Two months after their debut sweeping MLPerf inference benchmarks, NVIDIA H100 Tensor Core GPUs set world records across enterprise AI workloads in the industry group’s latest tests of AI training.
Together, the results show H100 is the best choice for users who demand utmost performance when creating and deploying advanced AI models.
MLPerf is the industry standard for measuring AI performance. It’s backed by a broad group that includes Amazon, Arm, Baidu, Google, Harvard University, Intel, Meta, Microsoft, Stanford University and the University of Toronto.
In a related MLPerf benchmark also released today, NVIDIA A100 Tensor Core GPUs raised the bar they set last year in high performance computing (HPC).
H100 GPUs (aka Hopper) raised the bar in per-accelerator performance in MLPerf Training. They delivered up to 6.7x more performance than previous-generation GPUs when they were first submitted on MLPerf training. By the same comparison, today’s A100 GPUs pack 2.5x more muscle, thanks to advances in software.
Due in part to its Transformer Engine, Hopper excelled in training the popular BERT model for natural language processing. It’s among the largest and most performance-hungry of the MLPerf AI models.
MLPerf gives users the confidence to make informed buying decisions because the benchmarks cover today’s most popular AI workloads — computer vision, natural language processing, recommendation systems, reinforcement learning and more. The tests are peer reviewed, so users can rely on their results.
A100 GPUs Hit New Peak in HPC
In the separate suite of MLPerf HPC benchmarks, A100 GPUs swept all tests of training AI models in demanding scientific workloads run on supercomputers. The results show the NVIDIA AI platform’s ability to scale to the world’s toughest technical challenges.
For example, A100 GPUs trained AI models in the CosmoFlow test for astrophysics 9x faster than the best results two years ago in the first round of MLPerf HPC. In that same workload, the A100 also delivered up to a whopping 66x more throughput per chip than an alternative offering.
The HPC benchmarks train models for work in astrophysics, weather forecasting and molecular dynamics. They are among many technical fields, like drug discovery, adopting AI to advance science.

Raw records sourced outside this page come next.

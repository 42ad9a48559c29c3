//! chatvault - read editor chat sessions from workspace state databases
//!
//! Every command prints pretty JSON to stdout and exits non-zero when the
//! underlying operation failed.
//!
//! Uses XDG Base Directory specification for file locations:
//! - Config: $XDG_CONFIG_HOME/chatvault/config.toml (~/.config/chatvault/config.toml)
//! - Logs: $XDG_STATE_HOME/chatvault/chatvault.log (~/.local/state/chatvault/chatvault.log)

use anyhow::{Context, Result};
use chatvault_core::parser::parse_timestamp_str;
use chatvault_core::{
    Config, CurrentDirWorkspace, DatabaseReader, FixedWorkspace, QueryOptions, WorkspaceProvider,
};
use clap::{Parser, Subcommand};
use serde::Serialize;
use std::path::PathBuf;
use std::process::ExitCode;

#[derive(Parser)]
#[command(name = "chatvault")]
#[command(about = "Read editor chat sessions from workspace state databases")]
#[command(version)]
struct Args {
    /// Config file (default: $XDG_CONFIG_HOME/chatvault/config.toml)
    #[arg(long, global = true)]
    config: Option<PathBuf>,

    /// Workspace directory (default: current directory)
    #[arg(short, long, global = true, conflicts_with = "db")]
    workspace: Option<PathBuf>,

    /// Read this state database directly instead of resolving a workspace
    #[arg(long, global = true)]
    db: Option<PathBuf>,

    /// Workspace storage root, overriding platform detection
    #[arg(long, global = true)]
    storage_dir: Option<PathBuf>,

    /// Reject a session at its first invalid message
    #[arg(long, global = true)]
    strict: bool,

    /// Read without the circuit breaker
    #[arg(long, global = true)]
    no_breaker: bool,

    #[command(subcommand)]
    command: Command,
}

#[derive(Subcommand)]
enum Command {
    /// List sessions
    Sessions {
        /// Sessions to skip
        #[arg(long, default_value_t = 0)]
        offset: usize,

        /// Maximum sessions to print
        #[arg(long)]
        limit: Option<usize>,

        /// Include totals and the creation time range of the stored sessions
        #[arg(long)]
        metadata: bool,
    },

    /// Show one session by id
    Show {
        /// Session id (`id` or `sessionId`)
        id: String,
    },

    /// Sessions active at or after a date (RFC 3339 or YYYY-MM-DD)
    Since { date: String },

    /// List every workspace with a chat database, most recent first
    Workspaces,

    /// Show how a directory maps to its workspace database
    Resolve {
        /// Directory to resolve (default: workspace directory)
        dir: Option<PathBuf>,
    },

    /// Show health of every layer
    Health,

    /// Exercise every layer in order and report the first failure
    SelfTest,
}

#[tokio::main]
async fn main() -> Result<ExitCode> {
    let args = Args::parse();

    Config::ensure_xdg_env();

    // Load configuration
    let config = match &args.config {
        Some(path) => Config::load_from(path),
        None => Config::load(),
    }
    .context("failed to load configuration")?;

    // Initialize logging (to file; stdout carries command output)
    let _log_guard =
        chatvault_core::logging::init(&config.logging).context("failed to initialize logging")?;

    let reader = build_reader(&args, &config);
    tracing::debug!("chatvault starting");

    let result = run(&args, &reader).await;
    reader.dispose();

    let ok = result?;
    Ok(if ok {
        ExitCode::SUCCESS
    } else {
        ExitCode::FAILURE
    })
}

fn build_reader(args: &Args, config: &Config) -> DatabaseReader {
    let mut reader_config = config.reader_config();
    if let Some(dir) = &args.storage_dir {
        reader_config.storage_dir = Some(dir.clone());
    }
    if args.strict {
        reader_config.parser.strict = true;
    }
    if args.no_breaker {
        reader_config.use_breaker = false;
    }

    match &args.db {
        Some(db) => DatabaseReader::for_database(reader_config, db.clone()),
        None => DatabaseReader::new(reader_config, workspace_provider(args)),
    }
}

fn workspace_provider(args: &Args) -> Box<dyn WorkspaceProvider> {
    match &args.workspace {
        Some(dir) => Box::new(FixedWorkspace::new(dir.clone())),
        None => Box::new(CurrentDirWorkspace),
    }
}

/// Run the selected command, returning whether it succeeded.
async fn run(args: &Args, reader: &DatabaseReader) -> Result<bool> {
    match &args.command {
        Command::Sessions {
            offset,
            limit,
            metadata,
        } => {
            let options = QueryOptions {
                offset: *offset,
                limit: *limit,
                include_metadata: *metadata,
            };
            let result = reader.get_sessions_page(&options).await;
            print_json(&result)?;
            Ok(result.success)
        }
        Command::Show { id } => {
            let result = reader.get_session_by_id(id).await;
            print_json(&result)?;
            Ok(result.success)
        }
        Command::Since { date } => {
            let since = parse_timestamp_str(date).with_context(|| {
                format!("unrecognized date '{}'; use RFC 3339 or YYYY-MM-DD", date)
            })?;
            let result = reader.get_sessions_since(since).await;
            print_json(&result)?;
            Ok(result.success)
        }
        Command::Workspaces => {
            let workspaces = reader
                .discover_workspaces()
                .await
                .context("failed to discover workspaces")?;
            print_json(&workspaces)?;
            Ok(true)
        }
        Command::Resolve { dir } => {
            let dir = match dir.clone().or_else(|| workspace_provider(args).workspace_root()) {
                Some(dir) => dir,
                None => anyhow::bail!("no directory given and no current directory available"),
            };
            let info = reader.resolve_workspace(&dir).await;
            print_json(&info)?;
            Ok(info.is_valid)
        }
        Command::Health => {
            print_json(&reader.health().await)?;
            Ok(true)
        }
        Command::SelfTest => {
            let report = reader.self_test().await;
            print_json(&report)?;
            Ok(report.success)
        }
    }
}

fn print_json<T: Serialize>(value: &T) -> Result<()> {
    let rendered = serde_json::to_string_pretty(value).context("failed to render JSON")?;
    println!("{}", rendered);
    Ok(())
}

Supercomputer centers in Asia, Europe and the U.S. participated in the latest round of the MLPerf HPC tests. In its debut on the DeepCAM benchmarks, Dell Technologies showed strong results using NVIDIA A100 GPUs.
An Unparalleled Ecosystem
In the enterprise AI training benchmarks, a total of 11 companies, including the Microsoft Azure cloud service, made submissions using NVIDIA A100, A30 and A40 GPUs. System makers including ASUS, Dell Technologies, Fujitsu, GIGABYTE, Hewlett Packard Enterprise, Lenovo and Supermicro used a total of nine NVIDIA-Certified Systems for their submissions.
In the latest round, at least three companies joined NVIDIA in submitting results on all eight MLPerf training workloads. That versatility is important because real-world applications often require a suite of diverse AI models.
NVIDIA partners participate in MLPerf because they know it’s a valuable tool for customers evaluating AI platforms and vendors.
Under the Hood
The NVIDIA AI platform provides a full stack from chips to systems, software and services. That enables continuous performance improvements over time.
For example, submissions in the latest HPC tests applied a suite of software optimizations and techniques described in a technical article. Together they slashed runtime on one benchmark by 5x, to just 22 minutes from 101 minutes.
A second article describes how NVIDIA optimized its platform for the enterprise AI benchmarks. For example, we used NVIDIA DALI to efficiently load and pre-process data for a computer vision benchmark.
All the software used in the tests is available from the MLPerf repository, so anyone can get these world-class results. NVIDIA continuously folds these optimizations into containers available on NGC, a software hub for GPU applications.